Karena ayah si Umar ogah-ogahan maka dia memilih duduk di paling belakang, sementara para ayah yg lain (terutama yg muda2) berebut duduk di depan agar bisa menyemangati anak-anaknya yang akan tampil di panggung.
Satu persatu anak-anak menampilkan bakat dan kebolehannya masing-masing. Ada yg menyanyi, menari, membaca puisi, pantomim. Ada pula yang pamerkan lukisannya, dll. Semua mendapat applause yang gegap gempita dari ayah-ayah mereka.
Tibalah giliran si Umar dipanggil gurunya untuk menampilkan kebolehannya...
“Miss, bolehkah saya panggil pak Arief.” tanya si Umar kpd gurunya. Pak Arief adalah guru mengaji untuk kegiatan ekstra kurikuler di sekolah itu.
”Oh boleh..” begitu jawab gurunya.
Dan pak Arief pun dipanggil ke panggung.“Pak Arief, bolehkah bapak membuka Kitab Suci Al Qur’an Surat 78 (An-Naba’)” begitu Umar minta kepada guru ngajinya.
”Tentu saja boleh nak..” jawab pak Arief.

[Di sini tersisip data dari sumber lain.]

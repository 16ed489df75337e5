//! Operator settings updates.

use keystone_common::constants::CLUSTER_ID_SETTINGS_KEY;
use keystone_common::{ClusterState, KeystoneError, Metadata, Settings};
use parking_lot::Mutex;
use tokio::sync::oneshot;

use super::ClusterStateUpdateTask;

/// Outcome of a settings update: the committed state version
pub type SettingsReply = oneshot::Receiver<Result<u64, KeystoneError>>;

/// Merges operator-supplied settings into cluster metadata
pub struct UpdateSettingsTask {
    persistent: Settings,
    transient: Settings,
    reply: Mutex<Option<oneshot::Sender<Result<u64, KeystoneError>>>>,
}

impl UpdateSettingsTask {
    pub fn new(persistent: Settings, transient: Settings) -> (Self, SettingsReply) {
        let (tx, rx) = oneshot::channel();
        let task = Self {
            persistent,
            transient,
            reply: Mutex::new(Some(tx)),
        };
        (task, rx)
    }

    fn respond(&self, result: Result<u64, KeystoneError>) {
        if let Some(tx) = self.reply.lock().take() {
            let _ = tx.send(result);
        }
    }
}

impl ClusterStateUpdateTask for UpdateSettingsTask {
    fn execute(&self, current: &ClusterState) -> Result<ClusterState, KeystoneError> {
        if self.persistent.get(CLUSTER_ID_SETTINGS_KEY).is_some()
            || self.transient.get(CLUSTER_ID_SETTINGS_KEY).is_some()
        {
            return Err(KeystoneError::InvalidInput(format!(
                "[{CLUSTER_ID_SETTINGS_KEY}] is assigned by the cluster and cannot be updated"
            )));
        }

        let mut metadata = Metadata::clone(current.metadata());
        metadata.persistent_settings.merge(&self.persistent);
        metadata.transient_settings.merge(&self.transient);

        Ok(current.clone().with_metadata(metadata).with_derived_blocks())
    }

    fn on_failure(&self, source: &str, error: &KeystoneError) {
        tracing::warn!(source = source, error = %error, "Settings update rejected");
        self.respond(Err(error.clone()));
    }

    fn cluster_state_processed(&self, _source: &str, _old: &ClusterState, new: &ClusterState) {
        self.respond(Ok(new.version()));
    }
}
//! # Keystone - cluster state node
//!
//! Runs a node's cluster state service and assigns the cluster-wide
//! identifier exactly once: the elected master generates it after recovering
//! state from the gateway, every node adopts it once committed.
//!
//! ## Architecture
//! ```text
//! HTTP → AppState → ClusterHandle ─┐
//!                                  ↓
//!               ClusterService (single task) → listeners (ClusterIdService)
//!                    ↓                       ↓
//!      Gateway (memory | Redis)     ReplicationService ⇄ peers (UDP)
//! ```

use anyhow::{Context, Result};
use clap::Parser;
use std::sync::Arc;
use std::time::Duration;
use tracing::info;
use tracing_subscriber::{EnvFilter, fmt, prelude::*};

mod cluster;
mod config;
mod gateway;
mod routes;
mod state;

use crate::cluster::{ClusterIdService, ClusterService, ReplicationConfig, ReplicationService};
use crate::config::{AppConfig, GatewayKind};
use crate::gateway::Gateway;
use crate::state::AppState;

/// Keystone - cluster state node
#[derive(Parser, Debug)]
#[command(name = "keystone")]
#[command(author, version, about, long_about = None)]
struct Args {
    /// Configuration file path
    #[arg(short, long, default_value = "config/keystone.toml")]
    config: String,

    /// Redis URL (overrides config)
    #[arg(long, env = "REDIS_URL")]
    redis_url: Option<String>,

    /// Listen address (overrides config)
    #[arg(short, long, env = "LISTEN_ADDR")]
    listen: Option<String>,

    /// Node ID (overrides config)
    #[arg(long, env = "NODE_ID")]
    node_id: Option<String>,

    /// Metadata gateway backend (overrides config)
    #[arg(long, value_enum)]
    gateway: Option<GatewayKind>,

    /// Start without electing this node as master
    #[arg(long, default_value = "false")]
    follower: bool,

    /// UDP address for receiving replicated state (overrides config)
    #[arg(long, env = "REPLICATION_ADDR")]
    replication_addr: Option<String>,

    /// Replication address of a peer node (repeatable, overrides config)
    #[arg(long = "peer")]
    peers: Vec<String>,

    /// Log level (trace, debug, info, warn, error)
    #[arg(long, default_value = "info", env = "LOG_LEVEL")]
    log_level: String,

    /// Enable JSON logging output
    #[arg(long, default_value = "false")]
    json_logs: bool,
}

#[tokio::main]
async fn main() -> Result<()> {
    // Pick up a local .env before reading env-backed arguments
    dotenvy::dotenv().ok();

    // Parse CLI arguments
    let args = Args::parse();

    // Initialize logging
    init_logging(&args.log_level, args.json_logs)?;

    info!("Starting Keystone v{}", env!("CARGO_PKG_VERSION"));

    // Load configuration
    let config = AppConfig::load(&args.config, &args)?;
    info!(node = %config.node_id, "Configuration loaded from {}", args.config);

    // Create shutdown broadcast channel
    let (shutdown_tx, _) = tokio::sync::broadcast::channel::<()>(1);

    // Metadata persistence
    let gateway = Gateway::connect(&config).await?;
    info!(gateway = gateway.kind(), "Gateway ready");

    // Cluster state service with the identity coordinator listening on it
    let (service, cluster) = ClusterService::new(config.node_id.clone(), gateway.clone());
    let mut service =
        service.with_recovery_retry(Duration::from_secs(config.cluster.recovery_retry_secs));
    let cluster_id = Arc::new(ClusterIdService::new(
        config.node_id.clone(),
        Arc::new(cluster.clone()),
    ));
    service.add_listener(cluster_id.clone());

    let service_shutdown = shutdown_tx.subscribe();
    let service_task = tokio::spawn(service.run(service_shutdown));

    // Replication to and from peers
    let replication = Arc::new(ReplicationService::new(
        ReplicationConfig {
            bind_addr: config.cluster.replication_addr.clone(),
            peers: config.cluster.peers.clone(),
            republish_interval: Duration::from_secs(config.cluster.republish_interval_secs.max(1)),
        },
        cluster.clone(),
    ));
    let replication_socket = replication.bind().await?;

    let receiver = replication.clone();
    let receiver_shutdown = shutdown_tx.subscribe();
    tokio::spawn(async move {
        if let Err(e) = receiver.run_receiver(replication_socket, receiver_shutdown).await {
            tracing::error!(error = %e, "Replication receiver error");
        }
    });

    let publisher = replication.clone();
    let publisher_shutdown = shutdown_tx.subscribe();
    tokio::spawn(async move {
        if let Err(e) = publisher.run_publisher(publisher_shutdown).await {
            tracing::error!(error = %e, "Replication publisher error");
        }
    });

    if config.cluster.master {
        cluster
            .elect_master(Some(config.node_id.clone()))
            .context("Cluster state service stopped before election")?;
    }

    // Build router
    let state = AppState::new(config.clone(), cluster, cluster_id, gateway);
    let app = routes::create_router(state);

    // Start server
    let listener = tokio::net::TcpListener::bind(&config.listen_addr).await?;
    info!("Keystone listening on {}", config.listen_addr);

    // Handle graceful shutdown
    let shutdown_signal = async move {
        if let Err(e) = tokio::signal::ctrl_c().await {
            tracing::error!(error = %e, "Failed to listen for Ctrl+C");
        }
        info!("Shutdown signal received");
        let _ = shutdown_tx.send(());
    };

    axum::serve(listener, app)
        .with_graceful_shutdown(shutdown_signal)
        .await
        .context("Server error")?;

    service_task
        .await
        .context("Cluster state service panicked")??;

    info!("Keystone shutdown complete");
    Ok(())
}

/// Initialize structured logging with tracing
fn init_logging(level: &str, json: bool) -> Result<()> {
    let filter = EnvFilter::try_from_default_env().unwrap_or_else(|_| EnvFilter::new(level));

    if json {
        tracing_subscriber::registry()
            .with(filter)
            .with(fmt::layer().json())
            .init();
    } else {
        tracing_subscriber::registry()
            .with(filter)
            .with(fmt::layer().with_target(true).with_thread_ids(true))
            .init();
    }

    Ok(())
}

“Tolong bapak perhatikan apakah bacaan saya ada yang salah.”
Lalu si Umar mulai melantunkan QS An-Naba’ tanpa membaca mushafnya (hapalan) dengan lantunan irama yg persis seperti bacaan “Syaikh Sudais” (Imam Besar Masjidil Haram).
Semua hadirin diam terpaku mendengarkan bacaan si Umar yg mendayu-dayu, termasuk ayah si Umar yang duduk dibelakang.

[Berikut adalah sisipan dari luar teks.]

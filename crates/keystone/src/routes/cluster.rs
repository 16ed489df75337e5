//! Cluster identity and state endpoints.

use axum::{
    extract::State,
    Json,
};
use keystone_common::constants::sources;
use keystone_common::{ClusterBlocks, ClusterId, KeystoneError, Metadata, Priority, Settings};
use serde::{Deserialize, Serialize};

use super::ApiError;
use crate::cluster::{ClusterStateSubmitter, UpdateSettingsTask};
use crate::state::AppState;

#[derive(Serialize)]
pub struct ClusterIdResponse {
    node_id: String,
    /// `null` until the identifier is committed and adopted
    cluster_id: Option<ClusterId>,
}

/// Current cluster identifier; absence is reported, never an error
pub async fn get_cluster_id(
    State(state): State<AppState>,
) -> Json<ClusterIdResponse> {
    Json(ClusterIdResponse {
        node_id: state.node_id.clone(),
        cluster_id: state.current_cluster_id(),
    })
}

#[derive(Serialize)]
pub struct StateResponse {
    node_id: String,
    master_node_id: Option<String>,
    is_master: bool,
    /// Whether this node stands for election at startup
    master_eligible: bool,
    gateway: &'static str,
    replication_peers: Vec<String>,
    version: u64,
    cluster_id: Option<ClusterId>,
    uptime_secs: u64,
    metadata: Metadata,
    blocks: ClusterBlocks,
}

/// Snapshot of the locally applied cluster state
pub async fn get_state(
    State(state): State<AppState>,
) -> Json<StateResponse> {
    let cluster = state.cluster.state();

    Json(StateResponse {
        node_id: state.node_id.clone(),
        master_node_id: cluster.master_node_id().map(str::to_string),
        is_master: cluster.is_local_node_master(),
        master_eligible: state.config.cluster.master,
        gateway: state.gateway.kind(),
        replication_peers: state.config.cluster.peers.clone(),
        version: cluster.version(),
        cluster_id: state.current_cluster_id(),
        uptime_secs: state.uptime_secs(),
        metadata: cluster.metadata().clone(),
        blocks: cluster.blocks().clone(),
    })
}

#[derive(Deserialize)]
pub struct UpdateSettingsRequest {
    #[serde(default)]
    persistent: Settings,
    #[serde(default)]
    transient: Settings,
}

#[derive(Serialize)]
pub struct UpdateSettingsResponse {
    acknowledged: bool,
    version: u64,
}

/// Merge settings into cluster metadata; waits for the commit
pub async fn update_settings(
    State(state): State<AppState>,
    Json(payload): Json<UpdateSettingsRequest>,
) -> Result<Json<UpdateSettingsResponse>, ApiError> {
    if payload.persistent.is_empty() && payload.transient.is_empty() {
        return Err(KeystoneError::InvalidInput("no settings to update".into()).into());
    }

    let (task, reply) = UpdateSettingsTask::new(payload.persistent, payload.transient);
    state
        .cluster
        .submit_state_update_task(sources::UPDATE_SETTINGS, Priority::High, Box::new(task));

    let version = reply.await.map_err(|_| KeystoneError::QueueClosed)??;

    tracing::info!(version, "Cluster settings updated");

    Ok(Json(UpdateSettingsResponse {
        acknowledged: true,
        version,
    }))
}
impl ClusterStateSubmitter for ClusterHandle {
    fn submit_state_update_task(
        &self,
        source: &str,
        priority: Priority,
        task: Box<dyn ClusterStateUpdateTask>,
    ) {
        let pending = PendingTask {
            source: source.to_string(),
            priority,
            seq: self.seq.fetch_add(1, AtomicOrdering::Relaxed),
            task,
        };

        if let Err(mpsc::error::SendError(Command::Submit(pending))) =
            self.commands.send(Command::Submit(pending))
        {
            pending.task.on_failure(&pending.source, &KeystoneError::QueueClosed);
        }
    }
}

/// Single-writer owner of the local cluster state
pub struct ClusterService {
    node_id: String,
    state: Arc<RwLock<Arc<ClusterState>>>,
    commands: mpsc::UnboundedReceiver<Command>,
    listeners: Vec<Arc<dyn ClusterStateListener>>,
    gateway: Gateway,
    published: broadcast::Sender<Arc<ClusterState>>,
    queue: BinaryHeap<PendingTask>,
    /// Master and version of the last applied publication
    last_applied: Option<(String, u64)>,
    /// Elected master whose gateway recovery has not succeeded yet
    recovery_pending: bool,
    recovery_retry: Duration,
}

impl ClusterService {
    pub fn new(node_id: impl Into<String>, gateway: Gateway) -> (Self, ClusterHandle) {
        let node_id = node_id.into();
        let (tx, rx) = mpsc::unbounded_channel();
        let (published, _) = broadcast::channel(STATE_BROADCAST_CAPACITY);
        let state = Arc::new(RwLock::new(Arc::new(ClusterState::empty(node_id.clone()))));

        let handle = ClusterHandle {
            node_id: Arc::from(node_id.as_str()),
            commands: tx,
            state: state.clone(),
            published: published.clone(),
            seq: Arc::new(AtomicU64::new(0)),
        };

        let service = Self {
            node_id,
            state,
            commands: rx,
            listeners: Vec::new(),
            gateway,
            published,
            queue: BinaryHeap::new(),
            last_applied: None,
            recovery_pending: false,
            recovery_retry: Duration::from_secs(RECOVERY_RETRY_SECS),
        };

        (service, handle)
    }

    /// Interval between gateway recovery attempts after a failed load
    pub fn with_recovery_retry(mut self, interval: Duration) -> Self {
        // tokio intervals reject a zero period
        self.recovery_retry = interval.max(Duration::from_millis(1));
        self
    }

    /// Register a listener; must happen before `run`
    pub fn add_listener(&mut self, listener: Arc<dyn ClusterStateListener>) {
        self.listeners.push(listener);
    }

    /// Process commands until shutdown
    pub async fn run(mut self, mut shutdown: broadcast::Receiver<()>) -> Result<()> {
        tracing::info!(
            node = %self.node_id,
            gateway = self.gateway.kind(),
            listeners = self.listeners.len(),
            "Cluster state service started"
        );

        let mut retry = tokio::time::interval(self.recovery_retry);
        retry.set_missed_tick_behavior(MissedTickBehavior::Delay);

        loop {
            tokio::select! {
                command = self.commands.recv() => {
                    let Some(command) = command else {
                        break;
                    };
                    let was_pending = self.recovery_pending;
                    self.accept(command).await;
                    if was_pending && self.recovery_pending {
                        self.retry_recovery().await;
                    } else if self.recovery_pending {
                        retry.reset();
                    }
                    self.drain().await;
                }
                _ = retry.tick(), if self.recovery_pending => {
                    self.retry_recovery().await;
                    self.drain().await;
                }
                _ = shutdown.recv() => {
                    tracing::info!(node = %self.node_id, "Cluster state service shutting down");
                    break;
                }
            }
        }

        self.commands.close();
        while let Ok(command) = self.commands.try_recv() {
            if let Command::Submit(pending) = command {
                self.queue.push(pending);
            }
        }
        while let Some(pending) = self.queue.pop() {
            pending.task.on_failure(&pending.source, &KeystoneError::QueueClosed);
        }

        Ok(())
    }

    fn current(&self) -> Arc<ClusterState> {
        self.state.read().clone()
    }

    async fn accept(&mut self, command: Command) {
        match command {
            Command::Submit(pending) => self.queue.push(pending),
            Command::Publish(state) => self.apply_published(state).await,
            Command::ElectMaster(master) => self.elect_master(master).await,
        }
    }

    /// Run queued tasks, picking up new commands between tasks
    async fn drain(&mut self) {
        loop {
            while let Ok(command) = self.commands.try_recv() {
                self.accept(command).await;
            }
            let Some(pending) = self.queue.pop() else {
                break;
            };
            self.run_task(pending).await;
        }
    }

    async fn run_task(&mut self, pending: PendingTask) {
        let current = self.current();

        if !current.is_local_node_master() {
            pending.task.on_failure(
                &pending.source,
                &KeystoneError::NotMaster {
                    node_id: self.node_id.clone(),
                },
            );
            return;
        }

        let next = match pending.task.execute(&current) {
            Ok(next) => next,
            Err(e) => {
                tracing::debug!(source = %pending.source, error = %e, "Update task failed");
                pending.task.on_failure(&pending.source, &e);
                return;
            }
        };

        if next.same_content(&current) {
            tracing::trace!(source = %pending.source, "Update task left cluster state unchanged");
            pending
                .task
                .cluster_state_processed(&pending.source, &current, &current);
            return;
        }

        let next = next
            .for_local_node(self.node_id.clone())
            .with_version(current.version() + 1);
        let applied = self.commit(&pending.source, next).await;
        pending
            .task
            .cluster_state_processed(&pending.source, &current, &applied);
    }

    async fn elect_master(&mut self, master: Option<String>) {
        let current = self.current();
        if current.master_node_id() == master.as_deref() {
            return;
        }

        let elected_self = master.as_deref() == Some(self.node_id.as_str());
        let changed = ClusterState::clone(&current).with_master(master.clone());

        if !elected_self {
            tracing::info!(node = %self.node_id, master = ?master, "Master changed");
            self.recovery_pending = false;
            self.commit(sources::ELECTED_MASTER, changed).await;
            return;
        }

        tracing::info!(node = %self.node_id, "Elected as master, recovering cluster state");

        match self.gateway.load().await {
            Ok(recovered) => self.commit_recovered(changed, recovered).await,
            Err(e) => {
                tracing::error!(
                    node = %self.node_id,
                    error = %e,
                    retry_in = ?self.recovery_retry,
                    "Failed to recover cluster metadata from gateway"
                );
                self.recovery_pending = true;
                self.commit(sources::ELECTED_MASTER, changed).await;
            }
        }
    }

    /// Re-attempt gateway recovery for an election that could not load it
    async fn retry_recovery(&mut self) {
        let current = self.current();
        if !current.is_local_node_master() {
            self.recovery_pending = false;
            return;
        }

        match self.gateway.load().await {
            Ok(recovered) => {
                tracing::info!(node = %self.node_id, "Recovered cluster state from gateway");
                self.recovery_pending = false;
                self.commit_recovered(ClusterState::clone(&current), recovered)
                    .await;
            }
            Err(e) => {
                tracing::warn!(node = %self.node_id, error = %e, "Gateway recovery still failing");
            }
        }
    }

    async fn commit_recovered(&mut self, base: ClusterState, recovered: Metadata) {
        let current = self.current();

        // State already replicated to this node is newer than the gateway copy
        let metadata = if current.metadata().is_empty() {
            recovered
        } else {
            current.metadata().clone()
        };

        let next = base
            .with_metadata(metadata)
            .with_derived_blocks()
            .with_version(current.version() + 1);
        self.commit(sources::STATE_RECOVERED, next).await;
    }

    async fn apply_published(&mut self, state: ClusterState) {
        let Some(master) = state.master_node_id().map(str::to_string) else {
            tracing::warn!(node = %self.node_id, "Ignoring published state without a master");
            return;
        };
        if master == self.node_id {
            return;
        }

        let version = state.version();
        if let Some((last_master, last_version)) = &self.last_applied {
            if *last_master == master && version <= *last_version {
                tracing::trace!(master = %master, version, "Ignoring stale published state");
                return;
            }
        }

        let source = format!("receive(from master [{master}])");
        self.last_applied = Some((master, version));
        self.commit(&source, state.for_local_node(self.node_id.clone()))
            .await;
    }

    async fn commit(&mut self, source: &str, next: ClusterState) -> Arc<ClusterState> {
        let next = Arc::new(next);
        let previous = std::mem::replace(&mut *self.state.write(), next.clone());

        let event = ClusterChangedEvent::new(source, next.clone(), previous);

        tracing::debug!(
            node = %self.node_id,
            source = source,
            version = next.version(),
            master_changed = event.master_changed(),
            "Applied cluster state"
        );

        if event.metadata_changed() {
            if let Err(e) = self.gateway.persist(next.metadata()).await {
                tracing::warn!(node = %self.node_id, error = %e, "Failed to persist cluster metadata");
            }
        }

        for listener in &self.listeners {
            listener.cluster_changed(&event);
        }

        if next.is_local_node_master() {
            // No subscribers is fine for a single-node cluster
            let _ = self.published.send(next.clone());
        }

        next
    }
}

”Stop, kamu telah selesai membaca ayat 1 s/d 5 dengan sempurna. Sekarang coba kamu baca ayat 9..” begitu kata pak Arief yg tiba2 memotong bacaan Umar.

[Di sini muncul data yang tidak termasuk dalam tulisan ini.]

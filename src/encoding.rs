//! Utility functions and types for encoding and decoding Protobuf types.
//!
//! Meant to be used only from generated message code.

#![allow(clippy::implicit_hasher, clippy::ptr_arg)]

use core::str;

use ::bytes::BufMut;

use crate::error::{DecodeError, DecodeErrorKind};
use crate::reader::WireReader;
use crate::unknown::UnknownFieldSet;
use crate::Message;

pub mod varint;
pub use varint::{decode_varint, encode_varint, encoded_len_varint};

pub mod length_delimiter;
pub use length_delimiter::{
    decode_length_delimiter, encode_length_delimiter, length_delimiter_len,
};

pub mod wire_type;
pub use wire_type::{check_wire_type, WireType};

/// Options controlling how a message is decoded.
#[derive(Clone, Copy, Debug)]
pub struct DecodeOptions {
    retain_unknown_fields: bool,
    ignore_incorrect_types: bool,
}

impl Default for DecodeOptions {
    fn default() -> DecodeOptions {
        DecodeOptions {
            retain_unknown_fields: true,
            ignore_incorrect_types: false,
        }
    }
}

impl DecodeOptions {
    pub fn new() -> DecodeOptions {
        DecodeOptions::default()
    }

    /// Whether fields not present in the schema are preserved verbatim for
    /// re-serialization. On by default.
    pub fn retain_unknown_fields(mut self, retain: bool) -> DecodeOptions {
        self.retain_unknown_fields = retain;
        self
    }

    /// Whether a known field arriving with a mismatched wire type is demoted
    /// from a fatal error to an unknown-field entry. Off by default.
    pub fn ignore_incorrect_types(mut self, ignore: bool) -> DecodeOptions {
        self.ignore_incorrect_types = ignore;
        self
    }
}

/// Additional information passed to every decode/merge function.
///
/// Carries the decode options and the remaining recursion budget. The context
/// is passed by value; when calling into a nested message, use
/// `enter_recursion`.
#[derive(Clone, Copy, Debug)]
pub struct DecodeContext {
    options: DecodeOptions,
    /// How many times we can recurse in the current decode stack before we
    /// hit the recursion limit, defined by `RECURSION_LIMIT`.
    recurse_count: u32,
}

impl Default for DecodeContext {
    #[inline]
    fn default() -> DecodeContext {
        DecodeContext::new(DecodeOptions::default())
    }
}

impl DecodeContext {
    pub fn new(options: DecodeOptions) -> DecodeContext {
        DecodeContext {
            options,
            recurse_count: crate::RECURSION_LIMIT,
        }
    }

    #[inline]
    pub fn retain_unknown_fields(&self) -> bool {
        self.options.retain_unknown_fields
    }

    #[inline]
    pub fn ignore_incorrect_types(&self) -> bool {
        self.options.ignore_incorrect_types
    }

    /// Call this function before recursively decoding.
    ///
    /// There is no `exit` function since this function creates a new
    /// `DecodeContext` to be used at the next level of recursion.
    #[inline]
    pub(crate) fn enter_recursion(&self) -> DecodeContext {
        DecodeContext {
            options: self.options,
            recurse_count: self.recurse_count - 1,
        }
    }

    /// Checks whether the recursion limit has been reached in the stack of
    /// decodes described by this context.
    #[inline]
    pub(crate) fn limit_reached(&self) -> Result<(), DecodeError> {
        if self.recurse_count == 0 {
            Err(DecodeErrorKind::RecursionLimitReached.into())
        } else {
            Ok(())
        }
    }
}

pub const MIN_TAG: u32 = 1;
pub const MAX_TAG: u32 = (1 << 29) - 1;

/// Encodes a Protobuf field key, which consists of a wire type designator and
/// the field number.
#[inline]
pub fn encode_key(tag: u32, wire_type: WireType, buf: &mut impl BufMut) {
    debug_assert!((MIN_TAG..=MAX_TAG).contains(&tag));
    let key = (tag << 3) | wire_type as u32;
    encode_varint(u64::from(key), buf);
}

/// Decodes a Protobuf field key, which consists of a wire type designator and
/// the field number.
#[inline(always)]
pub fn decode_key(r: &mut WireReader<'_>) -> Result<(u32, WireType), DecodeError> {
    let key = decode_varint(r)?;
    if key > u64::from(u32::MAX) {
        return Err(DecodeErrorKind::InvalidKey { key }.into());
    }
    let wire_type = WireType::try_from(key & 0x07)?;
    let field_number = key as u32 >> 3;

    if field_number < MIN_TAG {
        return Err(DecodeErrorKind::InvalidTag.into());
    }

    Ok((field_number, wire_type))
}

/// Returns the width of an encoded Protobuf field key with the given field
/// number. The returned width will be between 1 and 5 bytes (inclusive).
#[inline]
pub fn key_len(tag: u32) -> usize {
    encoded_len_varint(u64::from(tag << 3))
}

/// Helper function which abstracts reading a length delimiter prefix followed
/// by decoding values until the delimited region is exhausted.
pub fn merge_loop<T, M>(
    value: &mut T,
    r: &mut WireReader<'_>,
    ctx: DecodeContext,
    mut merge: M,
) -> Result<(), DecodeError>
where
    M: FnMut(&mut T, &mut WireReader<'_>, DecodeContext) -> Result<(), DecodeError>,
{
    let len = decode_varint(r)?;
    let remaining = r.remaining();
    if len > remaining as u64 {
        return Err(DecodeErrorKind::Truncated.into());
    }

    let limit = remaining - len as usize;
    while r.remaining() > limit {
        merge(value, r, ctx)?;
    }

    if r.remaining() != limit {
        return Err(DecodeErrorKind::DelimitedLengthExceeded.into());
    }
    Ok(())
}

/// Consumes the body of the field framed by `wire_type`. Group delimiters
/// (wire types 3 and 4) are fatal.
pub fn skip_field(wire_type: WireType, r: &mut WireReader<'_>) -> Result<(), DecodeError> {
    let len = match wire_type {
        WireType::Varint => decode_varint(r).map(|_| 0)?,
        WireType::ThirtyTwoBit => 4,
        WireType::SixtyFourBit => 8,
        WireType::LengthDelimited => decode_varint(r)?,
        WireType::StartGroup | WireType::EndGroup => {
            return Err(DecodeErrorKind::GroupUnsupported.into());
        }
    };

    if len > r.remaining() as u64 {
        return Err(DecodeErrorKind::Truncated.into());
    }

    r.skip(len as usize)
}

/// Resolves a known field whose key arrived with an unexpected wire type:
/// fatal by default, demoted to unknown-field capture when the decode options
/// ask for it.
pub fn mismatched_field(
    unknown: &mut UnknownFieldSet,
    expected: WireType,
    field_number: u32,
    wire_type: WireType,
    field_start: usize,
    r: &mut WireReader<'_>,
    ctx: DecodeContext,
) -> Result<(), DecodeError> {
    if ctx.ignore_incorrect_types() {
        unknown.merge_field(field_number, wire_type, field_start, r, ctx)
    } else {
        Err(DecodeErrorKind::UnexpectedWireType {
            actual: wire_type,
            expected,
        }
        .into())
    }
}

/// Helper macro which emits an `encode_repeated` function for the type.
macro_rules! encode_repeated {
    ($ty:ty) => {
        pub fn encode_repeated(tag: u32, values: &[$ty], buf: &mut impl BufMut) {
            for value in values {
                encode(tag, value, buf);
            }
        }
    };
}

/// Helper macro which emits a `merge_repeated` function for the numeric type.
/// Packed and unpacked framings are both accepted.
macro_rules! merge_repeated_numeric {
    ($ty:ty,
     $wire_type:expr,
     $merge:ident,
     $merge_repeated:ident) => {
        pub fn $merge_repeated(
            wire_type: WireType,
            values: &mut Vec<$ty>,
            r: &mut WireReader<'_>,
            ctx: DecodeContext,
        ) -> Result<(), DecodeError> {
            if wire_type == WireType::LengthDelimited {
                // Packed.
                merge_loop(values, r, ctx, |values, r, ctx| {
                    let index = values.len();
                    let mut value = Default::default();
                    $merge($wire_type, &mut value, r, ctx)
                        .map_err(|err| err.at_index(index))?;
                    values.push(value);
                    Ok(())
                })
            } else {
                // Unpacked.
                check_wire_type($wire_type, wire_type)?;
                let index = values.len();
                let mut value = Default::default();
                $merge(wire_type, &mut value, r, ctx).map_err(|err| err.at_index(index))?;
                values.push(value);
                Ok(())
            }
        }
    };
}
//! Retention of wire fields not present in the schema.

use std::collections::BTreeMap;

use ::bytes::{BufMut, Bytes};

use crate::encoding::{skip_field, DecodeContext, WireType};
use crate::error::DecodeError;
use crate::reader::WireReader;

/// The unknown fields retained by a decoded message.
///
/// A multimap from field number to the verbatim raw bytes of each occurrence,
/// tag included. Storing the raw span (rather than a re-encodable decoded
/// form) keeps round-trips byte-identical even for non-canonical varints.
#[derive(Debug, Default, Clone, PartialEq, Eq, Hash)]
pub struct UnknownFieldSet {
    fields: BTreeMap<u32, Vec<Bytes>>,
}

impl UnknownFieldSet {
    /// Creates an empty `UnknownFieldSet`.
    pub fn new() -> UnknownFieldSet {
        Default::default()
    }

    pub fn is_empty(&self) -> bool {
        self.fields.is_empty()
    }

    /// The total number of retained field occurrences.
    pub fn len(&self) -> usize {
        self.fields.values().map(Vec::len).sum()
    }

    pub fn clear(&mut self) {
        self.fields.clear();
    }

    /// Gets an iterator over the retained occurrences, grouped by field
    /// number, each group in insertion order.
    pub fn iter(&self) -> impl Iterator<Item = (u32, &Bytes)> {
        self.fields
            .iter()
            .flat_map(|(field_number, raw)| core::iter::repeat(*field_number).zip(raw))
    }

    /// Consumes the body of the field whose key began at `field_start` and,
    /// when the context retains unknown fields, records the raw span
    /// verbatim. Group delimiters are fatal.
    pub fn merge_field(
        &mut self,
        field_number: u32,
        wire_type: WireType,
        field_start: usize,
        r: &mut WireReader<'_>,
        ctx: DecodeContext,
    ) -> Result<(), DecodeError> {
        skip_field(wire_type, r).map_err(|err| err.at_unknown(field_start))?;
        if ctx.retain_unknown_fields() {
            let raw = Bytes::copy_from_slice(r.raw_since(field_start));
            self.fields.entry(field_number).or_default().push(raw);
        }
        Ok(())
    }

    /// Appends every retained occurrence verbatim.
    pub fn encode_raw(&self, buf: &mut impl BufMut) {
        for (_, raw) in self.iter() {
            buf.put_slice(raw);
        }
    }

    pub fn encoded_len(&self) -> usize {
        self.iter().map(|(_, raw)| raw.len()).sum()
    }
}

Lalu Umar pun membaca ayat 9.
”Stop, coba sekarang baca ayat 21..lalu ayat 33..” setelah usai Umar membacanya…lalu kata pak Arief, "Sekarang kamu baca ayat 40 (ayat terakhir)”.
Si Umar pun membaca ayat ke 40 tsb sampai selesai."
“Subhanallah…kamu hafal Surat An-Naba’ dengan sempurna nak,” begitu teriak pak Arief sambil mengucurkan air matanya.
Para hadirin yang muslim pun tak kuasa menahan airmatanya. Lalu pak Arief bertanya kepada Umar, ”Kenapa kamu memilih menghafal Al-Qur’an dan membacakannya di acara ini nak, sementara teman2mu unjuk kebolehan yg lain?” begitu tanya pak Arief penasaran.
Begini pak guru, waktu saya malas mengaji dalam mengikuti pelajaran bapak, Bapak menegur saya sambil menyampaikan sabda Rasulullah SAW, ”Siapa yang membaca Al Qur’an, mempelajarinya, dan mengamalkannya, maka dipakaikan mahkota dari cahaya pada hari kiamat. Cahayanya seperti cahaya matahari dan kedua orang tuanya dipakaikan dua jubah (kemuliaan) yang tidak pernah didapatkan di dunia. Keduanya bertanya, “Mengapa kami dipakaikan jubah ini?” Dijawab, "Karena kalian berdua memerintahkan anak kalian untuk mempelajari Al Qur’an.” (H.R. Al-Hakim).
“Pak guru, saya ingin mempersembahkan “Jubah Kemuliaan” kepada ibu dan ayah saya di hadapan Allah di akherat kelak, sebagai seorang anak yang berbakti kepada kedua orangnya..”
Semua orang terkesiap dan tidak bisa membendung air matanya mendengar ucapan anak berumur 10 tahun tsb…
Ditengah suasana hening tsb..tiba-tiba terdengar teriakan “Allahu Akbar!” dari seseorang yang lari dari belakang menuju ke panggung.
Ternyata dia ayah si Umar, yang dengan tergopoh-gopoh langsung menubruk sang anak, bersimpuh sambil memeluk kaki anaknya.
”Ampuun nak.. maafkan ayah yang selama ini tidak pernah memperhatikanmu, tidak pernah mendidikmu dengan ilmu agama, apalagi mengajarimu membaca Al Quran.” ucap sang ayah sambil menangis di kaki anaknya.
”Ayah menginginkan agar kamu sukses di dunia nak, ternyata kamu malah memikirkan “kemuliaan ayah” di akherat kelak. Ayah maluuu nak" ujar sang ayah sambil nangis tersedu-sedu.
Semua jama’ah pun terpana, dan juga mulai meneteskan airmatanya, termasuk saya. Diantara jama’ah pun bahkan ada yang tidak bisa menyembunyikan suara isak tangisnya, luar biasa haru. Entah apa yang ada dibenak jama’ah yang menangis itu. Mungkin ada yang merasa berdosa karena menelantarkan anaknya, mungkin merasa bersalah karena lalai mengajarkan agama kepada anaknya, mungkin menyesal krn tdk mengajari anaknya membaca Al Quran, atau merasa berdosa karena malas membaca Al-Qur’an yg hanya tergeletak di rak bukunya.